* _WORK ORDER_
Search the records for the string "Some", then copy each line that has it.

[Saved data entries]
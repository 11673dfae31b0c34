//! The authentication flow state machine.

use authflow_core::{require, Client, ClientSettings};

use crate::{
    api::{
        self, AuthenticateRequest, RenewPasswordRequest, SignupRequest, VerifyTwoFactorRequest,
        STATUS_PASSWORD_EXPIRED, STATUS_PASSWORD_VALIDATED,
    },
    error::AuthFlowError,
    notification::{FlowObserver, Notification},
    session::{RenewalArtifact, SessionDraft, SignupArtifacts},
    state::{FlowState, Mode},
    validation,
};

/// Drives the multi-step login/registration sequence against the identity
/// gateway.
///
/// The client owns the flow position ([`FlowState`]), the mode axis
/// ([`Mode`]), and the transient session data, and mutates them only through
/// its operations. A rendering layer subscribes via [`subscribe`] and reacts
/// to state changes and notifications rather than owning any state itself.
///
/// Every operation is gated by the current state and mode; a precondition
/// violation is returned as a local error and never issues a network call. A
/// failed remote call leaves the state unchanged so the user can resubmit.
/// One client drives one session; operations take `&mut self`, so calls
/// cannot overlap through safe code.
///
/// [`subscribe`]: AuthFlowClient::subscribe
pub struct AuthFlowClient {
    client: Client,
    mode: Mode,
    state: FlowState,
    loading: bool,
    draft: SessionDraft,
    signup_artifacts: Option<SignupArtifacts>,
    renewal_artifact: Option<RenewalArtifact>,
    observers: Vec<Box<dyn FlowObserver>>,
}

impl AuthFlowClient {
    /// Creates a client at the start of the login flow. `None` uses
    /// [`ClientSettings::default`].
    pub fn new(settings: Option<ClientSettings>) -> Self {
        Self {
            client: Client::new(settings),
            mode: Mode::Login,
            state: FlowState::Credentials,
            loading: false,
            draft: SessionDraft::default(),
            signup_artifacts: None,
            renewal_artifact: None,
            observers: Vec::new(),
        }
    }

    /// Registers an observer for state changes and notifications.
    pub fn subscribe(&mut self, observer: Box<dyn FlowObserver>) {
        self.observers.push(observer);
    }

    /// The current flow state.
    pub fn state(&self) -> FlowState {
        self.state
    }

    /// The current mode.
    pub fn mode(&self) -> Mode {
        self.mode
    }

    /// Whether a remote call is outstanding.
    pub fn is_loading(&self) -> bool {
        self.loading
    }

    /// The transient session draft.
    pub fn session(&self) -> &SessionDraft {
        &self.draft
    }

    /// The signup artifacts, while the signup-success screen is shown.
    pub fn signup_artifacts(&self) -> Option<&SignupArtifacts> {
        self.signup_artifacts.as_ref()
    }

    /// The renewed password, while the renewal screen is shown.
    pub fn renewal_artifact(&self) -> Option<&RenewalArtifact> {
        self.renewal_artifact.as_ref()
    }

    /// Submits the email/password pair to the authenticate endpoint.
    ///
    /// Requires [`FlowState::Credentials`] and [`Mode::Login`]. On a 2xx
    /// response the draft is filled and the reported `status` selects the
    /// next state: `password-validated` moves to [`FlowState::AwaitingCode`],
    /// `password-expired` moves to [`FlowState::PasswordExpired`] with a
    /// warning, and anything else completes the flow as
    /// [`FlowState::Authenticated`].
    pub async fn submit_credentials(
        &mut self,
        email: &str,
        password: &str,
    ) -> Result<(), AuthFlowError> {
        const OPERATION: &str = "submit_credentials";

        self.ensure_idle()?;
        self.ensure_state(OPERATION, FlowState::Credentials)?;
        self.ensure_mode(OPERATION, Mode::Login)?;
        validation::validate_email(email)?;
        validation::validate_password(password)?;

        let request = AuthenticateRequest {
            email: email.to_string(),
            password: password.to_string(),
        };

        let client = self.client.clone();
        self.set_loading(true);
        let result = api::authenticate(&client, &request).await;
        self.set_loading(false);

        let response = match result {
            Ok(response) => response,
            Err(err) => return Err(self.fail(err.into())),
        };

        // The renewal endpoint needs the drafted email from the expired
        // state, so the draft is filled before dispatching on the status.
        self.draft
            .set_credentials(request.email, request.password);

        match response.status.as_deref() {
            Some(STATUS_PASSWORD_VALIDATED) => {
                self.transition(FlowState::AwaitingCode);
            }
            Some(STATUS_PASSWORD_EXPIRED) => {
                self.notify(Notification::warning(
                    "Your password has expired; please renew it.",
                ));
                self.transition(FlowState::PasswordExpired);
            }
            _ => {
                self.notify(Notification::success("Signed in"));
                self.transition(FlowState::Authenticated);
            }
        }

        Ok(())
    }

    /// Submits the 6-digit one-time code to the verify endpoint, along with
    /// the drafted credentials.
    ///
    /// Requires [`FlowState::AwaitingCode`]. The drafted password is
    /// zeroized once the call resolves, whatever the outcome; on success the
    /// flow completes as [`FlowState::Authenticated`], on failure it stays
    /// in [`FlowState::AwaitingCode`] for a retry.
    pub async fn submit_one_time_code(&mut self, code: &str) -> Result<(), AuthFlowError> {
        const OPERATION: &str = "submit_one_time_code";

        self.ensure_idle()?;
        self.ensure_state(OPERATION, FlowState::AwaitingCode)?;
        validation::validate_one_time_code(code)?;

        let (email, password) =
            self.draft
                .credentials()
                .ok_or(AuthFlowError::InvalidState {
                    operation: OPERATION,
                    state: self.state,
                })?;

        self.draft.set_one_time_code(code.to_string());

        let request = VerifyTwoFactorRequest {
            email,
            password,
            code_totp: code.to_string(),
        };

        let client = self.client.clone();
        self.set_loading(true);
        let result = api::verify_two_factor(&client, &request).await;
        self.set_loading(false);

        // The password has now been sent for the last time; it is no longer
        // needed whatever the outcome.
        self.draft.clear_secrets();

        match result {
            Ok(_) => {
                self.notify(Notification::success("Signed in"));
                self.transition(FlowState::Authenticated);
                Ok(())
            }
            Err(err) => Err(self.fail(err.into())),
        }
    }

    /// Requests a renewed password from the renewal endpoint.
    ///
    /// Requires [`FlowState::PasswordExpired`]. On success the returned
    /// password is held as the [`RenewalArtifact`] and the flow moves to
    /// [`FlowState::PasswordRenewed`].
    pub async fn renew_password(&mut self) -> Result<(), AuthFlowError> {
        const OPERATION: &str = "renew_password";

        self.ensure_idle()?;
        self.ensure_state(OPERATION, FlowState::PasswordExpired)?;

        let email = self
            .draft
            .email()
            .ok_or(AuthFlowError::InvalidState {
                operation: OPERATION,
                state: self.state,
            })?
            .to_string();

        let request = RenewPasswordRequest { email };

        let client = self.client.clone();
        self.set_loading(true);
        let result = call_renew(&client, &request).await;
        self.set_loading(false);

        match result {
            Ok(new_password) => {
                self.renewal_artifact = Some(RenewalArtifact { new_password });
                self.notify(Notification::success("A new password has been generated"));
                self.transition(FlowState::PasswordRenewed);
                Ok(())
            }
            Err(err) => Err(self.fail(err)),
        }
    }

    /// Submits the email to the signup endpoint.
    ///
    /// Requires [`FlowState::Credentials`] and [`Mode::Register`]. On
    /// success the returned password and QR provisioning images are held as
    /// [`SignupArtifacts`] and the flow moves to [`FlowState::SignupSuccess`].
    pub async fn submit_registration(&mut self, email: &str) -> Result<(), AuthFlowError> {
        const OPERATION: &str = "submit_registration";

        self.ensure_idle()?;
        self.ensure_state(OPERATION, FlowState::Credentials)?;
        self.ensure_mode(OPERATION, Mode::Register)?;
        validation::validate_email(email)?;

        let request = SignupRequest {
            email: email.to_string(),
        };

        let client = self.client.clone();
        self.set_loading(true);
        let result = call_signup(&client, &request).await;
        self.set_loading(false);

        match result {
            Ok((email, artifacts)) => {
                self.draft.set_email(email);
                self.signup_artifacts = Some(artifacts);
                self.notify(Notification::success("Account created"));
                self.transition(FlowState::SignupSuccess);
                Ok(())
            }
            Err(err) => Err(self.fail(err)),
        }
    }

    /// Toggles between the login and register flows.
    ///
    /// Resets the flow to [`FlowState::Credentials`], clears the drafted
    /// credentials, and discards the renewal artifact. Signup artifacts are
    /// not discarded here, but no path re-displays them after this call.
    pub fn switch_mode(&mut self) {
        self.mode = self.mode.toggled();
        self.draft.clear();
        self.renewal_artifact = None;
        self.transition(FlowState::Credentials);
    }

    /// Leaves the renewed-password or signup-success screen.
    ///
    /// Discards the corresponding artifact and resets the flow to
    /// [`FlowState::Credentials`]. Returning from the signup-success screen
    /// also forces the mode back to [`Mode::Login`].
    pub fn return_to_credentials(&mut self) -> Result<(), AuthFlowError> {
        match self.state {
            FlowState::PasswordRenewed => {
                self.renewal_artifact = None;
            }
            FlowState::SignupSuccess => {
                self.signup_artifacts = None;
                self.mode = Mode::Login;
            }
            state => {
                return Err(AuthFlowError::InvalidState {
                    operation: "return_to_credentials",
                    state,
                })
            }
        }

        self.draft.clear();
        self.transition(FlowState::Credentials);
        Ok(())
    }

    fn ensure_idle(&self) -> Result<(), AuthFlowError> {
        if self.loading {
            return Err(AuthFlowError::Busy);
        }
        Ok(())
    }

    fn ensure_state(
        &self,
        operation: &'static str,
        expected: FlowState,
    ) -> Result<(), AuthFlowError> {
        if self.state != expected {
            return Err(AuthFlowError::InvalidState {
                operation,
                state: self.state,
            });
        }
        Ok(())
    }

    fn ensure_mode(&self, operation: &'static str, required: Mode) -> Result<(), AuthFlowError> {
        if self.mode != required {
            return Err(AuthFlowError::InvalidMode {
                operation,
                required,
            });
        }
        Ok(())
    }

    fn transition(&mut self, next: FlowState) {
        log::debug!("flow state {:?} -> {:?}", self.state, next);
        self.state = next;
        for observer in &self.observers {
            observer.state_changed(next);
        }
    }

    fn set_loading(&mut self, loading: bool) {
        self.loading = loading;
        for observer in &self.observers {
            observer.loading_changed(loading);
        }
    }

    fn notify(&self, notification: Notification) {
        for observer in &self.observers {
            observer.notify(&notification);
        }
    }

    /// Surfaces a failed remote call as an error notification and hands the
    /// error back to the caller. The flow state is left untouched.
    fn fail(&self, err: AuthFlowError) -> AuthFlowError {
        log::error!("remote call failed: {err}");
        self.notify(Notification::error(err.user_message()));
        err
    }
}

async fn call_signup(
    client: &Client,
    request: &SignupRequest,
) -> Result<(String, SignupArtifacts), AuthFlowError> {
    let response = api::signup(client, request).await?;

    let artifacts = SignupArtifacts {
        initial_password: require!(response.password),
        qr_password_image: require!(response.qr_password_base64),
        qr_2fa_image: require!(response.qr_2fa_base64),
    };

    Ok((require!(response.email), artifacts))
}

async fn call_renew(
    client: &Client,
    request: &RenewPasswordRequest,
) -> Result<String, AuthFlowError> {
    let response = api::renew_password(client, request).await?;
    Ok(require!(response.password))
}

* _TASK SOLUTION_
            Some(STATUS_PASSWORD_VALIDATED) => {
            Some(STATUS_PASSWORD_EXPIRED) => {
                self.renewal_artifact = Some(RenewalArtifact { new_password });
                self.signup_artifacts = Some(artifacts);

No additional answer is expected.